Aber auch im Schreiben kann man sich verstecken. Schreien und Schreiben. Nur ein winziges „b“ liegt zwischen diesen beiden Wörtern.

Daniela Dröscher „Lügen über meine Mutter“

Ein wenig fand ich mich beim Lesen an das Frauenbild in Asako Yuzukis „Butter“ erinnert. Auch hier findet die Beurteilung nur über die Äußerlichkeit der betreffenden Person statt. Auch wenn die Ich-Erzählerin in „Lügen über meine Mutter“ nie die Konfektionsgröße der Mutter preisgibt, ist es doch das drohende „Übel“, der Grund für alle Misserfolge, die den Vater ereilen. Nach der Hälfte des Romans übernimmt die junge Erzählerin das Denkmuster des Vaters: Sie beginnt sich für die Mutter zu schämen. Damit scheint ein Wendepunkt eingeleitet.

Daniela Dröscher „Lügen über meine Mutter“: Mein Fazit

Es ist ein eindringlicher Kampf um Selbstbestimmung. Die Frau, die gegen den Mann aufbegehrt, ihren eigenen Weg geht, einen Job neben der Kindererziehung ausübt und für sich selbst einsteht. Für alle, die die 1980er erlebt haben, ist es eine Rückkehr in diese Zeit. Stimmungen und Atmosphäre sind eindringlich eingefangen. Zugreifen!

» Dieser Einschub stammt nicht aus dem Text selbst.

//! `search_tool`: search the web using the DuckDuckGo Instant Answer API.
//!
//! # DuckDuckGo Instant Answer API
//!
//! Uses the [DuckDuckGo Instant Answer API](https://api.duckduckgo.com/) which:
//! - Requires **no API key**
//! - Returns instant answers, abstracts, definitions, and related topics
//! - Does not return full web search result listings
//!
//! Results are flattened into `{title, url, snippet}` entries: the abstract
//! first, then related topics (including those nested in topic groups).
//!
//! # Parameters
//!
//! | Name | Type | Required | Description |
//! |------|------|:---:|-------------|
//! | `query` | string | Yes | The search query |
//! | `num_results` | integer | No | Results to return (1-10) |

use async_trait::async_trait;
use serde_json::{Value, json};
use toolcall_domain::agent::rules::SEARCH_TOOL;
use toolcall_domain::core::string::truncate;
use toolcall_domain::{ParamType, ToolArguments, ToolDescriptor, ToolError, ToolHandler, ToolParameter};
use tracing::debug;

use crate::tools::args::{opt_u64, require_str};

/// DuckDuckGo Instant Answer API endpoint (no API key required).
const DDG_API_URL: &str = "https://api.duckduckgo.com/";

const MAX_RESULTS: usize = 10;
const TITLE_CHARS: usize = 100;

pub struct SearchTool {
    client: reqwest::Client,
    endpoint: String,
    default_results: usize,
}

impl SearchTool {
    pub fn new(client: reqwest::Client, default_results: usize) -> Self {
        Self::with_endpoint(client, DDG_API_URL, default_results)
    }

    pub fn with_endpoint(
        client: reqwest::Client,
        endpoint: impl Into<String>,
        default_results: usize,
    ) -> Self {
        Self {
            client,
            endpoint: endpoint.into(),
            default_results: default_results.clamp(1, MAX_RESULTS),
        }
    }
}

#[async_trait]
impl ToolHandler for SearchTool {
    fn descriptor(&self) -> ToolDescriptor {
        ToolDescriptor::new(
            SEARCH_TOOL,
            "Search the web using DuckDuckGo. Returns instant answers, abstracts, and related topics.",
        )
        .with_parameter(ToolParameter::new("query", "The search query", true))
        .with_parameter(
            ToolParameter::new("num_results", "Number of results to return", false)
                .with_type(ParamType::Integer)
                .with_range(Some(1.0), Some(MAX_RESULTS as f64))
                .with_default(self.default_results),
        )
        .with_output(
            ToolParameter::new("results", "Search results (title, url, snippet)", true)
                .with_type(ParamType::Array),
        )
    }

    async fn execute(&self, arguments: &ToolArguments) -> Result<Value, ToolError> {
        let query = require_str(arguments, "query")?;
        let limit = opt_u64(arguments, "num_results")
            .map(|n| (n as usize).clamp(1, MAX_RESULTS))
            .unwrap_or(self.default_results);

        debug!(query, limit, "Searching DuckDuckGo");

        let response = self
            .client
            .get(&self.endpoint)
            .query(&[
                ("q", query),
                ("format", "json"),
                ("no_html", "1"),
                ("skip_disambig", "1"),
            ])
            .send()
            .await
            .map_err(|e| {
                if e.is_timeout() {
                    ToolError::timeout("search request")
                } else {
                    ToolError::execution_failed(format!("Search request failed: {}", e))
                }
            })?;

        if !response.status().is_success() {
            return Err(ToolError::execution_failed(format!(
                "Search API returned error: {}",
                response.status()
            )));
        }

        // DuckDuckGo answers with `application/x-javascript`, so parse the text
        let text = response.text().await.map_err(|e| {
            ToolError::execution_failed(format!("Failed to read search results: {}", e))
        })?;
        let body: Value = serde_json::from_str(&text).map_err(|e| {
            ToolError::execution_failed(format!("Failed to parse search results: {}", e))
        })?;

        Ok(build_payload(query, &body, limit))
    }
}

fn non_empty<'a>(data: &'a Value, key: &str) -> Option<&'a str> {
    data[key].as_str().map(str::trim).filter(|s| !s.is_empty())
}

/// Flatten an Instant Answer response into result entries.
fn collect_results(data: &Value, limit: usize) -> Vec<Value> {
    let mut results = Vec::new();

    if let Some(abstract_text) = non_empty(data, "AbstractText").or(non_empty(data, "Abstract")) {
        results.push(json!({
            "title": non_empty(data, "Heading")
                .or(non_empty(data, "AbstractSource"))
                .unwrap_or("DuckDuckGo"),
            "url": data["AbstractURL"].as_str().unwrap_or(""),
            "snippet": abstract_text,
        }));
    }

    let topics = data["RelatedTopics"].as_array().cloned().unwrap_or_default();
    let flattened = topics.iter().flat_map(|topic| match topic["Topics"].as_array() {
        // Topic group: {"Name": ..., "Topics": [...]}
        Some(group) => group.clone(),
        None => vec![topic.clone()],
    });

    for topic in flattened {
        if results.len() >= limit {
            break;
        }
        if let Some(text) = non_empty(&topic, "Text") {
            results.push(json!({
                "title": truncate(text, TITLE_CHARS),
                "url": topic["FirstURL"].as_str().unwrap_or(""),
                "snippet": text,
            }));
        }
    }

    results.truncate(limit);
    results
}

fn build_payload(query: &str, data: &Value, limit: usize) -> Value {
    let results = collect_results(data, limit);
    let answer = non_empty(data, "Answer");
    let definition = non_empty(data, "Definition");

    let summary = answer
        .or(non_empty(data, "AbstractText"))
        .or(definition)
        .map(String::from)
        .or_else(|| {
            results
                .first()
                .and_then(|r| r["snippet"].as_str())
                .map(String::from)
        })
        .map(|s| truncate(&s, 300))
        .unwrap_or_else(|| format!("No instant answer found for '{}'", query));

    let mut payload = json!({
        "query": query,
        "results": results,
        "total_results": results.len(),
        "summary": summary,
    });
    if let Some(answer) = answer {
        payload["answer"] = json!(answer);
    }
    if let Some(definition) = definition {
        payload["definition"] = json!(definition);
    }
    payload
}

Daniela Dröscher „Lügen über meine Mutter“

2022 Kiepenheuer & Witsch, ISBN-13 978-3-462-00199-0

Preis: Hardcover 24 €, E-Book 19,99 €, 448 Seiten (abweichen vom Format) – Jetzt bestellen (werblicher Link)

Daniela Dröscher

Daniela Dröscher, Jahrgang 1977, aufgewachsen in Rheinland-Pfalz, lebt in Berlin. Sie schreibt Prosa, Essays und Theatertexte. Studium der Germanistik, Philosophie und Anglistik in Trier und London, Promotion im Fach Medienwissenschaft an der Universität Potsdam sowie ein Diplom in »Szenischem Schreiben« an der Universität Graz.